“Deepfake detection challenge” shows pace of synthetic media — and why technology sector standards, plus everyday verification by journalists, are critical to public safety and trust
A “deepfake detection challenge” has highlighted how quickly synthetic audio and video are evolving – and why shared technology sector standards, alongside trusted journalism, are essential.
In 2025 alone, 8,000,000 deepfakes are estimated to have been shared, up from 500,000 in 2023. The AI-generated fakes – video, still images and audio – are used in scams, impersonation and harassment, including harmful sexualised content.
Representatives of the News Media Coalition observed a four-day exercise in February at Microsoft’s London headquarters, where more than 350 participants – including INTERPOL, members of the Five Eyes community and big tech – were immersed in high-pressure scenarios and asked to identify large volumes of truthful, fake and partially manipulated media. The UK government said the scenarios reflected pressing risks including “victim identification, election security, organised crime, impersonation and fraudulent documentation.”

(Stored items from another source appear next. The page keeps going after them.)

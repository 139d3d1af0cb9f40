//! `cityweather` - five-day city forecasts from `OpenMeteo`
//!
//! This library validates a city name, geocodes it, fetches the daily
//! forecast for the match and renders the result for terminals and a small
//! web front end.

pub mod api;
pub mod config;
pub mod error;
pub mod logging;
pub mod models;
pub mod presentation;
pub mod weather;
pub mod web;

// Re-export core types for public API
pub use config::CityWeatherConfig;
pub use error::{ForecastError, UpstreamApi};
pub use models::{CityForecast, ForecastDay, GeoLocation, ResolutionResult};
pub use presentation::{ForecastView, render_text, weather_icon};
pub use weather::{CityQuery, ForecastResolver};

/// Library version
pub const VERSION: &str = env!("CARGO_PKG_VERSION");
use std::path::PathBuf;

use thiserror::Error;

/// Conditions that abort the run. Everything else is logged and skipped.
#[derive(Debug, Error)]
pub enum AppError {
    #[error("Creating log directory {} failed: {source}", dir.display())]
    LogDir { dir: PathBuf, source: std::io::Error },

    #[error("Opening log file {} failed: {source}", path.display())]
    LogFile { path: PathBuf, source: std::io::Error },

    #[error("Registering the logger failed: {0}")]
    LogInit(#[from] log::SetLoggerError),

    #[error("Resolving the home directory failed")]
    HomeDir,

    #[error("Opening workbook {} failed: {source}", path.display())]
    WorkbookOpen {
        path: PathBuf,
        source: calamine::XlsxError,
    },

    #[error("Reading sheet '{sheet}' failed: {source}")]
    SheetRead {
        sheet: String,
        source: calamine::XlsxError,
    },

    #[error("Listing directory {} failed: {source}", dir.display())]
    ListDir { dir: PathBuf, source: walkdir::Error },
}
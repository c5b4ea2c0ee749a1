use std::collections::HashMap;
use std::path::Path;

use calamine::{Data, Reader, Xlsx, open_workbook};
use log::{debug, info, warn};

use crate::error::AppError;

/// Build the identifier -> client name map from one sheet of the registry
/// workbook. Columns are discovered by exact header text; later duplicates of an
/// identifier overwrite earlier ones.
pub fn load_registry(
    path: &Path,
    sheet_name: &str,
    id_header: &str,
    name_header: &str,
) -> Result<HashMap<String, String>, AppError> {
    let mut workbook: Xlsx<_> = open_workbook(path).map_err(|source| AppError::WorkbookOpen {
        path: path.to_path_buf(),
        source,
    })?;

    let range = workbook
        .worksheet_range(sheet_name)
        .map_err(|source| AppError::SheetRead {
            sheet: sheet_name.to_string(),
            source,
        })?;

    let mut rows = range.rows();
    let Some(header) = rows.next() else {
        warn!("Sheet '{sheet_name}' is empty, no mappings loaded");
        return Ok(HashMap::new());
    };

    let (id_idx, name_idx) = locate_columns(header, id_header, name_header);
    info!("Identifier column: {id_idx}, name column: {name_idx}");

    let mut registry = HashMap::new();
    for (i, row) in rows.enumerate() {
        let sheet_row = i + 2; // 1-based, first data row sits under the header
        let Some(id) = cell_string(row, id_idx) else {
            warn!("Row {sheet_row}: no cell at identifier column {id_idx}, skipping");
            continue;
        };
        let Some(name) = cell_string(row, name_idx) else {
            warn!("Row {sheet_row}: no cell at name column {name_idx}, skipping");
            continue;
        };
        if id.trim().is_empty() {
            warn!("Row {sheet_row}: empty identifier, skipping");
            continue;
        }
        debug!("Row {sheet_row}: {id} -> {name}");
        registry.insert(id, name);
    }

    info!(
        "Loaded {} client mappings from sheet '{sheet_name}'",
        registry.len()
    );
    Ok(registry)
}

fn locate_columns(header: &[Data], id_header: &str, name_header: &str) -> (usize, usize) {
    let mut id_idx = None;
    let mut name_idx = None;

    for (col, cell) in header.iter().enumerate() {
        let text = cell.to_string();
        debug!("Header cell {col}: {text}");
        if text == id_header {
            id_idx = Some(col);
        } else if text == name_header {
            name_idx = Some(col);
        }
    }

    let id_idx = id_idx.unwrap_or_else(|| {
        warn!("Header '{id_header}' not found, falling back to column 0");
        0
    });
    let name_idx = name_idx.unwrap_or_else(|| {
        warn!("Header '{name_header}' not found, falling back to column 0");
        0
    });

    (id_idx, name_idx)
}

/// Cell text at `col`, or None when the row has no such cell. Identifier codes
/// are routinely stored as numbers, so whole floats render as integer text.
fn cell_string(row: &[Data], col: usize) -> Option<String> {
    row.get(col).map(|cell| match cell {
        Data::String(s) => s.clone(),
        Data::Int(i) => i.to_string(),
        Data::Float(f) => {
            if f.fract() == 0.0 {
                (*f as i64).to_string()
            } else {
                f.to_string()
            }
        }
        Data::Bool(b) => b.to_string(),
        _ => String::new(),
    })
}
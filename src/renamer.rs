use std::collections::HashMap;
use std::fs;
use std::path::Path;

use colored::Colorize;
use comfy_table::Table;
use log::{error, info, warn};
use walkdir::WalkDir;

use crate::error::AppError;

#[derive(Debug, Clone)]
pub struct RenameRecord {
    pub old_name: String,
    pub new_name: String,
    pub size: u64,
}

#[derive(Debug, Default)]
pub struct RenameReport {
    pub candidates: usize,
    pub renames: Vec<RenameRecord>,
    pub failures: usize,
}

/// Rename every candidate file in `target_dir` whose name contains a registry
/// identifier, injecting the client name in front of it. Files already carrying
/// the composed `<name>_<id>` token are left alone, so a second pass renames
/// nothing.
pub fn rename_matching_files(
    registry: &HashMap<String, String>,
    target_dir: &Path,
    match_ext: &str,
) -> Result<RenameReport, AppError> {
    let wanted_ext = match_ext.trim_start_matches('.');

    // Snapshot the listing first so renames cannot feed back into the walk
    let mut entries = Vec::new();
    for entry in WalkDir::new(target_dir).max_depth(1) {
        let entry = entry.map_err(|source| AppError::ListDir {
            dir: target_dir.to_path_buf(),
            source,
        })?;
        entries.push(entry);
    }

    let mut report = RenameReport::default();
    for entry in entries {
        // depth 0 is the target directory itself
        if entry.depth() == 0 || entry.file_type().is_dir() {
            continue;
        }
        if !entry.path().extension().is_some_and(|ext| ext == wanted_ext) {
            continue;
        }
        let Some(file_name) = entry.file_name().to_str() else {
            warn!(
                "Skipping {}: file name is not valid UTF-8",
                entry.path().display()
            );
            continue;
        };

        report.candidates += 1;
        info!("File: {file_name}");
        let size = entry.metadata().map(|m| m.len()).unwrap_or(0);

        let mut current = file_name.to_string();
        for (id, name) in registry {
            if id.is_empty() {
                continue;
            }
            let token = format!("{name}_{id}");
            if !current.contains(id.as_str()) || current.contains(&token) {
                continue;
            }
            let new_name = current.replace(id.as_str(), &token);
            match fs::rename(target_dir.join(&current), target_dir.join(&new_name)) {
                Ok(()) => {
                    info!(
                        "File '{current}' renamed to '{new_name}' in folder {}",
                        target_dir.display()
                    );
                    report.renames.push(RenameRecord {
                        old_name: current,
                        new_name: new_name.clone(),
                        size,
                    });
                    current = new_name;
                }
                Err(e) => {
                    error!("Renaming '{current}' to '{new_name}' failed: {e}");
                    report.failures += 1;
                }
            }
        }
    }

    Ok(report)
}

pub fn print_summary(report: &RenameReport) {
    if report.renames.is_empty() {
        println!(
            "No files renamed ({} candidates inspected).",
            report.candidates
        );
    } else {
        let mut table = Table::new();
        table.load_preset(comfy_table::presets::UTF8_HORIZONTAL_ONLY);
        table.set_header(vec!["Original", "Renamed To", "Size"]);
        for record in &report.renames {
            table.add_row(vec![
                record.old_name.clone(),
                record.new_name.clone(),
                human_bytes::human_bytes(record.size as f64),
            ]);
        }
        println!("\n{table}");
        println!(
            "{} candidates inspected, {} renamed.",
            report.candidates,
            report.renames.len().to_string().green()
        );
    }

    if report.failures > 0 {
        println!(
            "{} rename operations failed, see the log file.",
            report.failures.to_string().yellow()
        );
    }
}

#[cfg(test)]
mod tests {
    use super::*;
    use std::path::PathBuf;

    fn make_registry(pairs: &[(&str, &str)]) -> HashMap<String, String> {
        pairs
            .iter()
            .map(|(id, name)| (id.to_string(), name.to_string()))
            .collect()
    }

    fn touch(dir: &Path, name: &str) {
        fs::write(dir.join(name), b"export data").unwrap();
    }

    fn listing(dir: &Path) -> Vec<String> {
        let mut names: Vec<String> = fs::read_dir(dir)
            .unwrap()
            .map(|e| e.unwrap().file_name().to_string_lossy().into_owned())
            .collect();
        names.sort();
        names
    }

    #[test]
    fn test_rename_prefixes_client_name() {
        let dir = tempfile::tempdir().unwrap();
        touch(dir.path(), "123.txt");

        let registry = make_registry(&[("123", "Acme")]);
        let report = rename_matching_files(&registry, dir.path(), ".txt").unwrap();

        assert_eq!(listing(dir.path()), vec!["Acme_123.txt"]);
        assert_eq!(report.candidates, 1);
        assert_eq!(report.renames.len(), 1);
        assert_eq!(report.renames[0].old_name, "123.txt");
        assert_eq!(report.renames[0].new_name, "Acme_123.txt");
        assert_eq!(report.failures, 0);
    }

    #[test]
    fn test_second_pass_renames_nothing() {
        let dir = tempfile::tempdir().unwrap();
        touch(dir.path(), "123.txt");

        let registry = make_registry(&[("123", "Acme")]);
        rename_matching_files(&registry, dir.path(), ".txt").unwrap();
        let second = rename_matching_files(&registry, dir.path(), ".txt").unwrap();

        assert_eq!(listing(dir.path()), vec!["Acme_123.txt"]);
        assert_eq!(second.candidates, 1);
        assert!(second.renames.is_empty());
    }

    #[test]
    fn test_extension_filter_is_case_sensitive() {
        let dir = tempfile::tempdir().unwrap();
        touch(dir.path(), "123.csv");
        touch(dir.path(), "123.TXT");

        let registry = make_registry(&[("123", "Acme")]);
        let report = rename_matching_files(&registry, dir.path(), ".txt").unwrap();

        assert_eq!(listing(dir.path()), vec!["123.TXT", "123.csv"]);
        assert_eq!(report.candidates, 0);
        assert!(report.renames.is_empty());
    }

    #[test]
    fn test_directories_are_skipped() {
        let dir = tempfile::tempdir().unwrap();
        fs::create_dir(dir.path().join("123.txt")).unwrap();

        let registry = make_registry(&[("123", "Acme")]);
        let report = rename_matching_files(&registry, dir.path(), ".txt").unwrap();

        assert_eq!(listing(dir.path()), vec!["123.txt"]);
        assert_eq!(report.candidates, 0);
        assert!(report.renames.is_empty());
    }

    #[test]
    fn test_non_matching_files_untouched() {
        let dir = tempfile::tempdir().unwrap();
        touch(dir.path(), "999.txt");

        let registry = make_registry(&[("123", "Acme")]);
        let report = rename_matching_files(&registry, dir.path(), ".txt").unwrap();

        assert_eq!(listing(dir.path()), vec!["999.txt"]);
        assert_eq!(report.candidates, 1);
        assert!(report.renames.is_empty());
    }

    #[test]
    fn test_missing_directory_is_fatal() {
        let dir = tempfile::tempdir().unwrap();
        let missing = PathBuf::from(dir.path()).join("no_such_dir");

        let registry = make_registry(&[("123", "Acme")]);
        let err = rename_matching_files(&registry, &missing, ".txt").unwrap_err();
        assert!(matches!(err, AppError::ListDir { .. }), "got {err:?}");
    }

    #[test]
    fn test_multiple_matches_apply_sequentially() {
        let dir = tempfile::tempdir().unwrap();
        touch(dir.path(), "12.txt");

        // Both map orders converge on the same final name
        let registry = make_registry(&[("1", "A"), ("2", "B")]);
        let report = rename_matching_files(&registry, dir.path(), ".txt").unwrap();

        assert_eq!(listing(dir.path()), vec!["A_1B_2.txt"]);
        assert_eq!(report.renames.len(), 2);
        assert_eq!(report.renames[1].new_name, "A_1B_2.txt");
    }

    #[test]
    fn test_replaces_every_occurrence_of_the_identifier() {
        let dir = tempfile::tempdir().unwrap();
        touch(dir.path(), "123_backup_123.txt");

        let registry = make_registry(&[("123", "Acme")]);
        let report = rename_matching_files(&registry, dir.path(), ".txt").unwrap();

        assert_eq!(listing(dir.path()), vec!["Acme_123_backup_Acme_123.txt"]);
        assert_eq!(report.renames.len(), 1);
    }

    #[test]
    fn test_empty_identifier_ignored() {
        let dir = tempfile::tempdir().unwrap();
        touch(dir.path(), "123.txt");

        let registry = make_registry(&[("", "Ghost"), ("123", "Acme")]);
        rename_matching_files(&registry, dir.path(), ".txt").unwrap();

        assert_eq!(listing(dir.path()), vec!["Acme_123.txt"]);
    }
}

Jess Phillips MP, Minister for Safeguarding and Violence Against Women and Girls, who attended the UK’s Deepfake Detection Challenge in London.
For Minister for Safeguarding and Violence Against Women and Girls Jess Phillips, the threat is both widespread and personal: “A grandmother deceived by a fake video of her grandchild. A young woman whose image is manipulated without consent. A business defrauded by criminals impersonating executives. This technology does not discriminate. The devastation of being deepfaked without consent or knowledge is unmatched, and I have experienced it firsthand.”

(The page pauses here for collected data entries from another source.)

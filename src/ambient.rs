// src/ambient.rs

//! Suggestion and status updates that do not belong to any correlated
//! operation

use chrono::{DateTime, Utc};
use serde::{Deserialize, Serialize};
use serde_json::Value;

use crate::error::{Error, Result};

#[derive(Debug, Clone, Default, PartialEq, Deserialize)]
#[serde(rename_all = "camelCase")]
pub struct SuggestionUpdate {
    #[serde(default)]
    pub user_id: Option<String>,
    #[serde(default)]
    pub suggestions: Option<Vec<Value>>,
    #[serde(default)]
    pub knowledge_results: Option<Vec<Value>>,
    #[serde(default)]
    pub is_loading_suggestions: Option<bool>,
    #[serde(default)]
    pub is_loading_knowledge: Option<bool>,
}

#[derive(Debug, Clone, PartialEq, Deserialize)]
#[serde(rename_all = "camelCase")]
pub struct StatusUpdate {
    #[serde(default)]
    pub user_id: Option<String>,
    pub status: String,
    #[serde(default)]
    pub message: Option<String>,
}

#[derive(Debug, Clone, PartialEq)]
pub enum AmbientUpdate {
    Suggestions(SuggestionUpdate),
    Status(StatusUpdate),
}

impl AmbientUpdate {
    pub fn suggestions(payload: &Value) -> Result<Self> {
        serde_json::from_value(payload.clone())
            .map(Self::Suggestions)
            .map_err(|e| Error::validation("payload", format!("malformed suggestion update: {}", e)))
    }

    pub fn status(payload: &Value) -> Result<Self> {
        serde_json::from_value(payload.clone())
            .map(Self::Status)
            .map_err(|e| Error::validation("payload", format!("malformed status update: {}", e)))
    }

    fn user_id(&self) -> Option<&str> {
        match self {
            Self::Suggestions(update) => update.user_id.as_deref(),
            Self::Status(update) => update.user_id.as_deref(),
        }
    }
}

#[derive(Debug, Clone, PartialEq, Serialize)]
#[serde(rename_all = "camelCase")]
pub struct StatusLine {
    pub status: String,
    pub message: Option<String>,
    pub at: DateTime<Utc>,
}

#[derive(Debug, Clone, Default, PartialEq, Serialize)]
#[serde(rename_all = "camelCase")]
pub struct AmbientState {
    pub suggestions: Vec<Value>,
    pub knowledge_results: Vec<Value>,
    pub is_loading_suggestions: bool,
    pub is_loading_knowledge: bool,
    pub status: Option<StatusLine>,
    pub updated_at: Option<DateTime<Utc>>,
}

impl AmbientState {
    /// Applies `update` unless it is addressed to another user. Fields the
    /// update leaves out keep their current value.
    pub fn apply(&mut self, update: AmbientUpdate, session_user: Option<&str>) -> bool {
        if let (Some(target), Some(session)) = (update.user_id(), session_user) {
            if target != session {
                tracing::trace!(target_user = %target, "Ignoring ambient update for another user");
                return false;
            }
        }

        match update {
            AmbientUpdate::Suggestions(update) => {
                if let Some(suggestions) = update.suggestions {
                    self.suggestions = suggestions;
                }
                if let Some(knowledge_results) = update.knowledge_results {
                    self.knowledge_results = knowledge_results;
                }
                if let Some(loading) = update.is_loading_suggestions {
                    self.is_loading_suggestions = loading;
                }
                if let Some(loading) = update.is_loading_knowledge {
                    self.is_loading_knowledge = loading;
                }
            }
            AmbientUpdate::Status(update) => {
                self.status = Some(StatusLine {
                    status: update.status,
                    message: update.message,
                    at: Utc::now(),
                });
            }
        }

        self.updated_at = Some(Utc::now());
        true
    }
}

Deepfakes are hard to beat because attackers can mix authentic and synthetic material, tailor content to a single target, and spread it at speed. Even strong detectors can struggle once content is compressed, re-uploaded, or subtly edited again, and false positives can wrongly implicate real people.
That is why the government is developing a deepfake detection evaluation framework: to benchmark tools against real-world threats and map where gaps still remain, so law enforcement, platforms and others can act with clearer confidence.

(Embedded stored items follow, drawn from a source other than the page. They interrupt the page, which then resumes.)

// src/multiplexer.rs

//! One bus subscription per inbound category, demultiplexed into an
//! [`InboundSink`]

use std::sync::{Arc, Weak};

use crate::ambient::AmbientUpdate;
use crate::bus::{BusHandler, BusMessage, MessageBus, Subscription};
use crate::config::BusConfig;
use crate::error::{Error, Result};
use crate::reconcile::{DirectResponse, PersistedNotification};
use crate::types::{EntityChange, EntityKind};

/// Receiver of parsed inbound events
pub trait InboundSink: Send + Sync {
    fn direct_response(&self, response: DirectResponse);

    fn persisted(&self, notification: PersistedNotification);

    fn ambient(&self, update: AmbientUpdate);

    fn malformed(&self, message: &BusMessage, error: Error);
}

#[derive(Debug, Clone, Copy, PartialEq, Eq)]
pub enum InboundCategory {
    DirectResponse,
    Persisted(EntityKind, EntityChange),
    Suggestions,
    Status,
}

impl InboundCategory {
    /// Every category and the event type it listens on
    pub fn all(config: &BusConfig) -> Vec<(String, InboundCategory)> {
        let mut categories = vec![(
            config.direct_response_event.clone(),
            InboundCategory::DirectResponse,
        )];
        for kind in EntityKind::ALL {
            for change in EntityChange::ALL {
                categories.push((kind.event_name(change), InboundCategory::Persisted(kind, change)));
            }
        }
        categories.push((config.suggestion_event.clone(), InboundCategory::Suggestions));
        categories.push((config.status_event.clone(), InboundCategory::Status));
        categories
    }

    fn dispatch(self, message: &BusMessage, sink: &dyn InboundSink) {
        let parsed = match self {
            Self::DirectResponse => {
                DirectResponse::from_message(message).map(|response| sink.direct_response(response))
            }
            Self::Persisted(kind, change) => parse_record(message)
                .map(|record| sink.persisted(PersistedNotification::new(kind, change, record))),
            Self::Suggestions => {
                AmbientUpdate::suggestions(&message.payload).map(|update| sink.ambient(update))
            }
            Self::Status => AmbientUpdate::status(&message.payload).map(|update| sink.ambient(update)),
        };

        if let Err(error) = parsed {
            tracing::warn!(
                message_type = %message.message_type,
                error = %error,
                "Dropping malformed inbound message"
            );
            sink.malformed(message, error);
        }
    }
}

/// Accepts either the bare record or `{record: {...}}`
fn parse_record(message: &BusMessage) -> Result<serde_json::Value> {
    let payload = &message.payload;
    let record = match payload.get("record") {
        Some(record) if record.is_object() => record,
        _ => payload,
    };
    if !record.is_object() {
        return Err(Error::validation("payload", "persisted notification is not an object"));
    }
    Ok(record.clone())
}

#[derive(Debug, Default)]
pub struct SubscriptionMultiplexer {
    subscriptions: Vec<Subscription>,
    closed: bool,
}

impl SubscriptionMultiplexer {
    /// Subscribes every category. If any subscription fails the ones already
    /// made are torn down and the error is returned.
    pub fn attach(
        bus: &dyn MessageBus,
        config: &BusConfig,
        sink: Weak<dyn InboundSink>,
    ) -> Result<Self> {
        let mut subscriptions = Vec::new();

        for (event_type, category) in InboundCategory::all(config) {
            let sink = sink.clone();
            let handler: BusHandler = Arc::new(move |message: &BusMessage| {
                if let Some(sink) = sink.upgrade() {
                    category.dispatch(message, sink.as_ref());
                }
            });
            subscriptions.push(bus.subscribe(&event_type, handler)?);
        }

        tracing::debug!(subscriptions = subscriptions.len(), "Multiplexer attached");
        Ok(Self {
            subscriptions,
            closed: false,
        })
    }

    pub fn subscription_count(&self) -> usize {
        self.subscriptions.len()
    }

    pub fn is_closed(&self) -> bool {
        self.closed
    }

    /// Unsubscribes everything; returns how many subscriptions were removed
    pub fn teardown(&mut self) -> usize {
        self.closed = true;
        let count = self.subscriptions.len();
        for subscription in self.subscriptions.drain(..) {
            subscription.unsubscribe();
        }
        if count > 0 {
            tracing::debug!(subscriptions = count, "Multiplexer torn down");
        }
        count
    }
}

impl Drop for SubscriptionMultiplexer {
    fn drop(&mut self) {
        self.teardown();
    }
}
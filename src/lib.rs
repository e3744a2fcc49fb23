// src/lib.rs

//! Action Relay - correlation and reconciliation for bus-dispatched UI actions
//!
//! A [`coordinator::CoordinationManager`] tags every outbound action with a
//! correlation ID, shows an optimistic placeholder, and reconciles the direct
//! response with the persisted-entity notification in whichever order they
//! arrive.

#![deny(unsafe_code)]
#![warn(clippy::all)]
#![allow(clippy::module_name_repetitions)]
#![allow(clippy::result_large_err)]
#![allow(clippy::type_complexity)]

// Correlation engine
pub mod correlation;
pub mod dispatcher;
pub mod lifecycle;
pub mod multiplexer;
pub mod placeholder;
pub mod reconcile;
pub mod registry;
pub mod result_cache;
pub mod state;
pub mod sweep;
pub mod view;

// Session surface
pub mod ambient;
pub mod coordinator;

// Infrastructure
pub mod app;
pub mod bus;
pub mod config;
pub mod error;
pub mod logging;
pub mod manager;
pub mod simulation;
pub mod types;

// Re-export commonly used types
pub use coordinator::CoordinationManager;
pub use correlation::CorrelationId;
pub use dispatcher::DispatchRequest;
pub use error::{Error, ErrorKind, Result, ResultExt};
pub use lifecycle::{FailureReason, OperationPhase, Outcome, Resolution};
pub use manager::{Manager, ManagerState, ManagerStatus};
pub use types::{EntityChange, EntityKind, RequestKind};

pub const VERSION: &str = env!("CARGO_PKG_VERSION");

Tech Secretary Liz Kendall warned: “Deepfakes are being weaponised by criminals to defraud the public, exploit women and girls, and undermine trust in what we see and hear.” She added that “detection is only part of the solution”, pointing to new offences targeting non-consensual intimate deepfakes and action against “nudification” tools.
Andrew Moger, the CEO of the News Media Coalition, said: “Given the rolling tsunamis of misleading and harmful content produced by the corrupt and the criminal needs all sectors to play their role in ensuring the public are safe and sure about what they are exposed to online.” He added: “In addition to long-form investigations, we believe that every day news reporting and news coverage, what we call Primary Source Journalism, is one of the biggest societal tools for helping the public navigate through to trustworthy information”. In short: technology can help spot the fake, but people still need reliable ways to decide what is real.